The Price of Performance
The diagnostic monitor in the VOSS-77-B’s cockpit flickered a rhythmic, violent amber. Kaelen wiped a smear of coolant from his visor, the fluid smelling of scorched ozone and terminal failure. The screen displayed a single, unforgiving line of text: CORE INTERFACE: 42% INTEGRITY. THERMAL DISSIPATION: CRITICAL.
Forty-eight hours. That was the window the Academy’s automated liquidation protocol had granted him before they scrubbed his registration—and his frame—from the Spire. The Overclock that had saved his rank in the audit had not just strained the engine; it had etched jagged, permanent scars into the neural-link interface. Every time he synced, the feedback tasted like copper and static, a sharp reminder that his machine was literally eating itself to keep him competitive.

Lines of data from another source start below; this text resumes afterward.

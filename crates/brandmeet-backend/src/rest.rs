// SPDX-FileCopyrightText: 2026 Brandmeet Contributors
// SPDX-License-Identifier: MIT OR Apache-2.0

//! Row-level REST client for the hosted backend.
//!
//! Speaks the PostgREST-style query syntax: filter predicates as query
//! parameters (`col=eq.v`, `or=(a.eq.x,b.eq.y)`, `col=ilike.*v*`,
//! `col=in.(a,b)`), `order`, and `limit`. Reads retry once on transient
//! statuses; writes are never retried automatically.

use std::time::Duration;

use serde::Serialize;
use serde::de::DeserializeOwned;
use tracing::{debug, warn};

use brandmeet_core::BrandmeetError;

use crate::Shared;

/// Statuses worth one retry on reads.
fn is_transient(status: reqwest::StatusCode) -> bool {
    matches!(status.as_u16(), 408 | 429 | 500 | 503)
}

/// Delay before the single read retry. Fixed, no jitter.
const RETRY_DELAY: Duration = Duration::from_millis(500);

/// Sort direction for `order`.
#[derive(Debug, Clone, Copy, PartialEq, Eq)]
pub enum SortDir {
    Asc,
    Desc,
}

impl SortDir {
    fn suffix(self) -> &'static str {
        match self {
            SortDir::Asc => "asc",
            SortDir::Desc => "desc",
        }
    }
}

/// Thin client over the `/rest/v1` row API.
#[derive(Clone)]
pub struct RestClient {
    shared: std::sync::Arc<Shared>,
}

impl RestClient {
    pub(crate) fn new(shared: std::sync::Arc<Shared>) -> Self {
        Self { shared }
    }

    /// Starts a read query against `table`.
    pub fn from(&self, table: &str) -> QueryBuilder {
        QueryBuilder {
            client: self.clone(),
            table: table.to_string(),
            params: vec![("select".into(), "*".into())],
        }
    }

    fn table_url(&self, table: &str) -> String {
        format!("{}/rest/v1/{}", self.shared.base_url, table)
    }

    /// Inserts one row and returns the stored representation.
    ///
    /// Uses `Prefer: return=representation`; the backend answers with an
    /// array holding the inserted row.
    pub async fn insert<B, R>(&self, table: &str, body: &B) -> Result<R, BrandmeetError>
    where
        B: Serialize + Sync,
        R: DeserializeOwned,
    {
        let response = self
            .shared
            .authed(self.shared.http.post(self.table_url(table)))
            .header("Prefer", "return=representation")
            .json(body)
            .send()
            .await
            .map_err(|e| BrandmeetError::backend(format!("insert into {table} failed"), e))?;

        let status = response.status();
        if !status.is_success() {
            return Err(self.shared.error_from_response("insert", table, response).await);
        }

        let mut rows: Vec<R> = response
            .json()
            .await
            .map_err(|e| BrandmeetError::backend(format!("decoding {table} insert response"), e))?;
        rows.pop()
            .ok_or_else(|| BrandmeetError::backend_msg(format!("{table} insert returned no row")))
    }

    /// Applies a partial update to all rows matching `filter_col = filter_val`.
    pub async fn update<B>(
        &self,
        table: &str,
        filter_col: &str,
        filter_val: &str,
        patch: &B,
    ) -> Result<(), BrandmeetError>
    where
        B: Serialize + Sync,
    {
        let response = self
            .shared
            .authed(self.shared.http.patch(self.table_url(table)))
            .query(&[(filter_col, format!("eq.{filter_val}"))])
            .json(patch)
            .send()
            .await
            .map_err(|e| BrandmeetError::backend(format!("update of {table} failed"), e))?;

        let status = response.status();
        if !status.is_success() {
            return Err(self.shared.error_from_response("update", table, response).await);
        }
        Ok(())
    }
}

impl std::fmt::Debug for RestClient {
    fn fmt(&self, f: &mut std::fmt::Formatter<'_>) -> std::fmt::Result {
        f.debug_struct("RestClient")
            .field("base_url", &self.shared.base_url)
            .finish_non_exhaustive()
    }
}

/// Accumulates filter predicates for one read query.
#[derive(Debug)]
pub struct QueryBuilder {
    client: RestClient,
    table: String,
    params: Vec<(String, String)>,
}

impl QueryBuilder {
    /// `col = value`.
    pub fn eq(mut self, col: &str, value: impl ToString) -> Self {
        self.params.push((col.into(), format!("eq.{}", value.to_string())));
        self
    }

    /// `col_a = value OR col_b = value` (the sender-or-receiver predicate).
    pub fn or_eq2(
        mut self,
        col_a: &str,
        value_a: impl ToString,
        col_b: &str,
        value_b: impl ToString,
    ) -> Self {
        self.params.push((
            "or".into(),
            format!(
                "({col_a}.eq.{},{col_b}.eq.{})",
                value_a.to_string(),
                value_b.to_string()
            ),
        ));
        self
    }

    /// Case-insensitive substring match on `col`.
    ///
    /// The needle is treated as a literal: characters with pattern or
    /// list meaning in the filter grammar (`*`, `%`, `,`, parentheses)
    /// are stripped rather than interpolated.
    pub fn ilike_contains(mut self, col: &str, needle: &str) -> Self {
        let needle: String = needle
            .chars()
            .filter(|c| !matches!(c, '*' | '%' | ',' | '(' | ')'))
            .collect();
        self.params.push((col.into(), format!("ilike.*{needle}*")));
        self
    }

    /// `col` in the given list. Callers must not pass an empty list; the
    /// trait layer short-circuits that case without a network call.
    pub fn in_list(mut self, col: &str, values: &[String]) -> Self {
        self.params.push((col.into(), format!("in.({})", values.join(","))));
        self
    }

    pub fn order(mut self, col: &str, dir: SortDir) -> Self {
        self.params.push(("order".into(), format!("{col}.{}", dir.suffix())));
        self
    }

    pub fn limit(mut self, n: u32) -> Self {
        self.params.push(("limit".into(), n.to_string()));
        self
    }

    /// Executes the query, retrying once on a transient status.
    pub async fn fetch<R: DeserializeOwned>(self) -> Result<Vec<R>, BrandmeetError> {
        let url = self.client.table_url(&self.table);
        let shared = &self.client.shared;

        for attempt in 0..=1u32 {
            if attempt > 0 {
                warn!(table = %self.table, "retrying read after transient error");
                tokio::time::sleep(RETRY_DELAY).await;
            }

            let response = shared
                .authed(shared.http.get(&url))
                .query(&self.params)
                .send()
                .await
                .map_err(|e| {
                    BrandmeetError::backend(format!("read from {} failed", self.table), e)
                })?;

            let status = response.status();
            debug!(table = %self.table, status = %status, attempt, "read response");

            if status.is_success() {
                return response.json().await.map_err(|e| {
                    BrandmeetError::backend(format!("decoding {} rows", self.table), e)
                });
            }

            if is_transient(status) && attempt == 0 {
                continue;
            }

            return Err(shared.error_from_response("read", &self.table, response).await);
        }

        unreachable!("read loop always returns");
    }

    /// Executes the query expecting at most one row.
    pub async fn maybe_single<R: DeserializeOwned>(self) -> Result<Option<R>, BrandmeetError> {
        let mut rows: Vec<R> = self.limit(1).fetch().await?;
        Ok(rows.pop())
    }
}

#[cfg(test)]
mod tests {
    use super::*;
    use std::sync::Arc;

    use serde::Deserialize;
    use wiremock::matchers::{header, method, path, query_param};
    use wiremock::{Mock, MockServer, ResponseTemplate};

    #[derive(Debug, Deserialize, Serialize, PartialEq)]
    struct Row {
        id: u32,
        name: String,
    }

    fn client_for(server: &MockServer) -> RestClient {
        RestClient::new(Arc::new(Shared::for_tests(server.uri(), "anon-key".into())))
    }

    #[tokio::test]
    async fn fetch_builds_filter_params() {
        let server = MockServer::start().await;
        Mock::given(method("GET"))
            .and(path("/rest/v1/creators"))
            .and(query_param("select", "*"))
            .and(query_param("name", "ilike.*ava*"))
            .and(query_param("order", "created_at.desc"))
            .and(query_param("limit", "10"))
            .and(header("apikey", "anon-key"))
            .respond_with(ResponseTemplate::new(200).set_body_json(serde_json::json!([
                {"id": 1, "name": "Ava"}
            ])))
            .mount(&server)
            .await;

        let rows: Vec<Row> = client_for(&server)
            .from("creators")
            .ilike_contains("name", "ava")
            .order("created_at", SortDir::Desc)
            .limit(10)
            .fetch()
            .await
            .unwrap();

        assert_eq!(rows, vec![Row { id: 1, name: "Ava".into() }]);
    }

    #[tokio::test]
    async fn ilike_needle_is_treated_as_a_literal() {
        let server = MockServer::start().await;
        Mock::given(method("GET"))
            .and(path("/rest/v1/creators"))
            .and(query_param("name", "ilike.*ava*"))
            .respond_with(ResponseTemplate::new(200).set_body_json(serde_json::json!([])))
            .mount(&server)
            .await;

        // Pattern and list characters in the search term must not reach
        // the filter expression.
        let rows: Vec<Row> = client_for(&server)
            .from("creators")
            .ilike_contains("name", "a%v,(a)*")
            .fetch()
            .await
            .unwrap();
        assert!(rows.is_empty());
    }

    #[tokio::test]
    async fn fetch_builds_or_predicate() {
        let server = MockServer::start().await;
        Mock::given(method("GET"))
            .and(path("/rest/v1/messages"))
            .and(query_param("or", "(sender_id.eq.u1,receiver_id.eq.u1)"))
            .respond_with(ResponseTemplate::new(200).set_body_json(serde_json::json!([])))
            .mount(&server)
            .await;

        let rows: Vec<Row> = client_for(&server)
            .from("messages")
            .or_eq2("sender_id", "u1", "receiver_id", "u1")
            .fetch()
            .await
            .unwrap();
        assert!(rows.is_empty());
    }

    #[tokio::test]
    async fn fetch_retries_once_on_500() {
        let server = MockServer::start().await;
        Mock::given(method("GET"))
            .and(path("/rest/v1/brands"))
            .respond_with(ResponseTemplate::new(500))
            .up_to_n_times(1)
            .mount(&server)
            .await;
        Mock::given(method("GET"))
            .and(path("/rest/v1/brands"))
            .respond_with(ResponseTemplate::new(200).set_body_json(serde_json::json!([
                {"id": 7, "name": "Acme"}
            ])))
            .mount(&server)
            .await;

        let rows: Vec<Row> = client_for(&server).from("brands").fetch().await.unwrap();
        assert_eq!(rows[0].id, 7);
    }

    #[tokio::test]
    async fn fetch_surfaces_error_body_on_400() {
        let server = MockServer::start().await;
        Mock::given(method("GET"))
            .and(path("/rest/v1/brands"))
            .respond_with(ResponseTemplate::new(400).set_body_json(serde_json::json!({
                "message": "column brands.nme does not exist",
                "code": "42703"
            })))
            .mount(&server)
            .await;

        let err = client_for(&server)
            .from("brands")
            .fetch::<Row>()
            .await
            .unwrap_err();
        assert!(err.to_string().contains("42703") || err.to_string().contains("does not exist"));
    }

    #[tokio::test]
    async fn insert_returns_representation() {
        let server = MockServer::start().await;
        Mock::given(method("POST"))
            .and(path("/rest/v1/messages"))
            .and(header("Prefer", "return=representation"))
            .respond_with(ResponseTemplate::new(201).set_body_json(serde_json::json!([
                {"id": 3, "name": "stored"}
            ])))
            .mount(&server)
            .await;

        let row: Row = client_for(&server)
            .insert("messages", &serde_json::json!({"name": "draft"}))
            .await
            .unwrap();
        assert_eq!(row, Row { id: 3, name: "stored".into() });
    }

    #[tokio::test]
    async fn insert_does_not_retry_transient_errors() {
        let server = MockServer::start().await;
        Mock::given(method("POST"))
            .and(path("/rest/v1/messages"))
            .respond_with(ResponseTemplate::new(503))
            .expect(1)
            .mount(&server)
            .await;

        let result: Result<Row, _> = client_for(&server)
            .insert("messages", &serde_json::json!({"name": "draft"}))
            .await;
        assert!(result.is_err());
    }

    #[tokio::test]
    async fn update_targets_filtered_rows() {
        let server = MockServer::start().await;
        Mock::given(method("PATCH"))
            .and(path("/rest/v1/creators"))
            .and(query_param("user_id", "eq.u9"))
            .respond_with(ResponseTemplate::new(204))
            .mount(&server)
            .await;

        client_for(&server)
            .update("creators", "user_id", "u9", &serde_json::json!({"bio": "new"}))
            .await
            .unwrap();
    }

    #[tokio::test]
    async fn maybe_single_returns_none_for_empty_result() {
        let server = MockServer::start().await;
        Mock::given(method("GET"))
            .and(path("/rest/v1/brands"))
            .and(query_param("user_id", "eq.missing"))
            .respond_with(ResponseTemplate::new(200).set_body_json(serde_json::json!([])))
            .mount(&server)
            .await;

        let row: Option<Row> = client_for(&server)
            .from("brands")
            .eq("user_id", "missing")
            .maybe_single()
            .await
            .unwrap();
        assert!(row.is_none());
    }
}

Kaelen hauled his magnetic-seal toolkit off the floor, the metal groaning in sympathy with the frame’s strained chassis. He needed a secondary heat-sink array, something rated for high-output discharge, but the Academy’s internal logistics were locked tight. They only supplied parts to pilots with positive tier-rankings, and he was currently holding on by a thread of 'provisional' status.
He emerged into the Rust-District, where the air tasted of sulfur and recycled hydraulic fluid. He kept his hood low, boots crunching over discarded circuit boards as he navigated the labyrinthine alleys toward Jax’s shop. The dealer sat behind a counter reinforced with scavenged plating, his eyes darting toward the street entrance. He didn’t look up as Kaelen approached, but his hand hovered near a silent alarm switch.
"The heat exchanger, Jax," Kaelen said, his voice raspy. "I know you pulled a Type-4 off that wrecked scout frame yesterday. I need it."
Jax finally looked up, his expression hardening. He pushed a heavy, dented box aside, revealing a pristine, high-density cooling manifold. It was exactly what the VOSS-77-B required to survive the next trial cycle. "Five hundred credits, Voss. Cash, clean, no tracking-chip residue."
Kaelen slid his last three high-grade fuel cells onto the counter. They were his only insurance against a mid-trial flameout. "This is all I have. It’s worth six hundred on the open market."
Jax sneered, pushing the cells back. "Not to me. The Academy just updated the blacklist. Your energy signature is flagged, Voss. Any vendor who supplies you gets their license revoked and their shop liquidated. You’re radioactive."
Kaelen felt the blood drain from his face. Before he could respond, a shadow fell over the counter. Ria Solis stood there, her posture as rigid as the high-tier plating on her own pristine mech. She wasn't sneering; her expression was uncharacteristically pinched, the look of someone watching a train wreck in slow motion.
"That unit won't hold the pressure, Kaelen," she said, her voice low. "You aren't just fighting the ladder. Director Vane is baiting you into a lethal overclock. He’s using your desperation to stress-test the safety limiters for the new class of recruits. He wants you to redline until your frame—and your career—is nothing but slag."
Kaelen gripped the edge of the counter, his knuckles white. "Why tell me?"
"Because if you die in the Gauntlet, I’m the one who has to mop up your wreckage, and my sponsors don't like blood on their paint jobs," she replied, turning away. "Get a better core, or don't show up."
Kaelen didn't wait. He traded his last remaining credits to a desperate scavenger for a battered, decommissioned heavy-hauler core. It was a gamble, but he hauled it back to the hangar and slotted it into the VOSS-77-B. The frame groaned, the hydraulic lines hissing as they accepted the mismatched load. As the diagnostic suite flickered to life on his wrist-link, the dealer he’d bought it from suddenly dove behind his workbench, pointing at the display hovering in the air between them.
A crimson alert pulse throbbed in the corner of the interface. It wasn't just a maintenance warning. It was an Academy tracking beacon, locking onto his frame's unique energy signature. Every time he fired his thrusters, every time he pushed the core, he was broadcasting his position to the entire Spire. His next move wasn't just a trial; it was a public execution, and the entire Academy was watching the countdown.